Le conseil des ministres du Mali a approuvé des modifications législatives. Ces changements élargissent les motifs de perte de la nationalité. Un communiqué du gouvernement l’indique. Cette information a été reprise par Maliweb. L’ordonnance adoptée reste un projet pour l’instant. Les autorités n’ont pas fixé de date d’entrée en vigueur.
La nationalité pourra être retirée pour des actes hostiles. Ces actes doivent être contraires aux intérêts du Mali. La coopération avec des organisations jugées hostiles est visée. L’appartenance à des groupes terroristes est aussi concernée.
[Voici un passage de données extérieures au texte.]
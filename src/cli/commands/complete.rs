//! skillmap complete - Finish an activity and record the result.

use clap::Args;
use serde::Serialize;
use tracing::info;

use crate::app::AppContext;
use crate::cli::ProgressFiles;
use crate::cli::commands::open_session_requiring_maps;
use crate::cli::output::{HumanLayout, completion_label, emit_human, emit_json, robot_ok};
use crate::core::graph::{get_finished_nodes, is_map_completed};
use crate::core::progress::CompletionState;
use crate::error::{Result, SkillMapError};
use crate::state::{Action, should_allow_code_carryover};

#[derive(Args, Debug)]
pub struct CompleteArgs {
    /// Map id
    pub map_id: String,

    /// Activity id within the map
    pub activity_id: String,

    #[command(flatten)]
    pub files: ProgressFiles,
}

#[derive(Serialize, Debug)]
struct CompletionReport {
    map_id: String,
    activity_id: String,
    /// The activity plus any reward nodes that completed with it.
    finished: Vec<String>,
    completion_state: CompletionState,
    completed_time: Option<i64>,
}

pub fn run(ctx: &AppContext, args: &CompleteArgs) -> Result<()> {
    let mut session = open_session_requiring_maps(ctx, &args.files)?;

    let finished: Vec<String> = {
        let state = session.state();
        let map = state
            .map(&args.map_id)
            .ok_or_else(|| SkillMapError::MapNotFound(args.map_id.clone()))?;
        if map.node(&args.activity_id).is_none() {
            return Err(SkillMapError::ActivityNotFound {
                map_id: args.map_id.clone(),
                activity_id: args.activity_id.clone(),
            });
        }
        get_finished_nodes(map, &args.activity_id)
            .into_iter()
            .map(|node| node.activity_id.clone())
            .collect()
    };

    let carryover = should_allow_code_carryover(session.state(), &args.map_id, &args.activity_id);
    session.store.dispatch_all([
        Action::OpenActivity {
            map_id: args.map_id.clone(),
            activity_id: args.activity_id.clone(),
            carryover_code: carryover,
            previous_header_id: None,
        },
        Action::CloseActivity { finished: true },
        Action::UpdateUserCompletedTags,
    ]);

    let state = session.state();
    let source = state.page_source_url.as_str();
    let map_done = state
        .map(&args.map_id)
        .is_some_and(|map| {
            is_map_completed(map, state.user.map_progress_for(source, &args.map_id))
        });
    if map_done {
        session.store.dispatch(Action::SetSkillMapCompleted {
            map_id: args.map_id.clone(),
        });
    }
    session.save()?;

    let state = session.state();
    let source = state.page_source_url.as_str();
    let progress = state.user.map_progress_for(source, &args.map_id);
    let report = CompletionReport {
        map_id: args.map_id.clone(),
        activity_id: args.activity_id.clone(),
        finished,
        completion_state: progress.map(|p| p.completion_state).unwrap_or_default(),
        completed_time: progress
            .and_then(|p| p.activity_state.get(&args.activity_id))
            .and_then(|s| s.completed_time)
            .map(|t| t.timestamp_millis()),
    };
    info!(
        map_id = %report.map_id,
        activity_id = %report.activity_id,
        state = %report.completion_state,
        "activity completed"
    );

    if ctx.robot_mode {
        return emit_json(&robot_ok(&report));
    }

    let mut layout = HumanLayout::new();
    layout.title("Activity Completed");
    layout
        .kv("Map", &report.map_id)
        .kv("Activity", &report.activity_id)
        .kv("Map state", &completion_label(report.completion_state));
    if report.finished.len() > 1 {
        layout.blank().section("Also completed");
        for id in report.finished.iter().skip(1) {
            layout.bullet(id);
        }
    }
    emit_human(layout);
    Ok(())
}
La participation à des attentats est incluse. Le financement de ces actions est également visé. Le soutien public au terrorisme est un autre motif. Les anciens hauts fonctionnaires peuvent être ciblés. Ils peuvent perdre leur nationalité s’ils utilisent leurs compétences contre le pays. Les anciens dirigeants d’organisations liées à des mouvements séparatistes ou terroristes sont aussi concernés. Une déclaration d’allégeance à un autre État entraîne la déchéance. La répudiation d’allégeance au Mali est aussi un motif.
La nationalité ne peut pas être retirée si cela rend la personne apatride. Les autorités justifient ces changements. Elles estiment la législation actuelle insuffisante. Cette loi est jugée trop peu efficace face aux actions hostiles.